- Opening Delimiter -
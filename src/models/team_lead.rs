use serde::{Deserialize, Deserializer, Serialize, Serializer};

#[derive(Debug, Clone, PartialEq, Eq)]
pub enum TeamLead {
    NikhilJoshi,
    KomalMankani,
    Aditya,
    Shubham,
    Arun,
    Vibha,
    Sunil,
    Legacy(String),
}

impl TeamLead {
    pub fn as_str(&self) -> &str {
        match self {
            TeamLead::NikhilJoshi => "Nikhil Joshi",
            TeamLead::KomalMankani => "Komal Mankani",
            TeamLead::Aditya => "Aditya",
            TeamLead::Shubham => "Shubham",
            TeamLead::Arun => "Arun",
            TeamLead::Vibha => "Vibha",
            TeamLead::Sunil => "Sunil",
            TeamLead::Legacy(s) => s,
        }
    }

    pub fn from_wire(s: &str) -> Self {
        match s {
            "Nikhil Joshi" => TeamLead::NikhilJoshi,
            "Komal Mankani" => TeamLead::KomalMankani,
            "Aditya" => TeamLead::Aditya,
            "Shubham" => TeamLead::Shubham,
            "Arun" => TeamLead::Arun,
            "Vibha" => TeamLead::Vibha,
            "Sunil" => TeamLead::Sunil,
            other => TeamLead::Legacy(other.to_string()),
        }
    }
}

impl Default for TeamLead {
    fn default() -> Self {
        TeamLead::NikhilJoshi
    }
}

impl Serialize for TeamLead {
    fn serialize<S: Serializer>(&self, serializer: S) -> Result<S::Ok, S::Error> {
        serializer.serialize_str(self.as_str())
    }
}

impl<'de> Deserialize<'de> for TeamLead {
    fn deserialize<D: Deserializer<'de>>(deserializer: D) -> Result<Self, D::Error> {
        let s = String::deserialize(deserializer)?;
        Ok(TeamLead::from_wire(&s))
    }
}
- Closing Delimiter -
HOW TO COMPLETE THIS TASK: In full and without edits, return the listing.

RESPONSE FOR THIS EXERCISE:
filename src/models/team_lead.rs
use serde::{Deserialize, Deserializer, Serialize, Serializer};

#[derive(Debug, Clone, PartialEq, Eq)]
pub enum TeamLead {
    NikhilJoshi,
    KomalMankani,
    Aditya,
    Shubham,
    Arun,
    Vibha,
    Sunil,
    Legacy(String),
}

impl TeamLead {
    pub fn as_str(&self) -> &str {
        match self {
            TeamLead::NikhilJoshi => "Nikhil Joshi",
            TeamLead::KomalMankani => "Komal Mankani",
            TeamLead::Aditya => "Aditya",
            TeamLead::Shubham => "Shubham",
            TeamLead::Arun => "Arun",
            TeamLead::Vibha => "Vibha",
            TeamLead::Sunil => "Sunil",
            TeamLead::Legacy(s) => s,
        }
    }

    pub fn from_wire(s: &str) -> Self {
        match s {
            "Nikhil Joshi" => TeamLead::NikhilJoshi,
            "Komal Mankani" => TeamLead::KomalMankani,
            "Aditya" => TeamLead::Aditya,
            "Shubham" => TeamLead::Shubham,
            "Arun" => TeamLead::Arun,
            "Vibha" => TeamLead::Vibha,
            "Sunil" => TeamLead::Sunil,
            other => TeamLead::Legacy(other.to_string()),
        }
    }
}

impl Default for TeamLead {
    fn default() -> Self {
        TeamLead::NikhilJoshi
    }
}

impl Serialize for TeamLead {
    fn serialize<S: Serializer>(&self, serializer: S) -> Result<S::Ok, S::Error> {
        serializer.serialize_str(self.as_str())
    }
}

impl<'de> Deserialize<'de> for TeamLead {
    fn deserialize<D: Deserializer<'de>>(deserializer: D) -> Result<Self, D::Error> {
        let s = String::deserialize(deserializer)?;
        Ok(TeamLead::from_wire(&s))
    }
}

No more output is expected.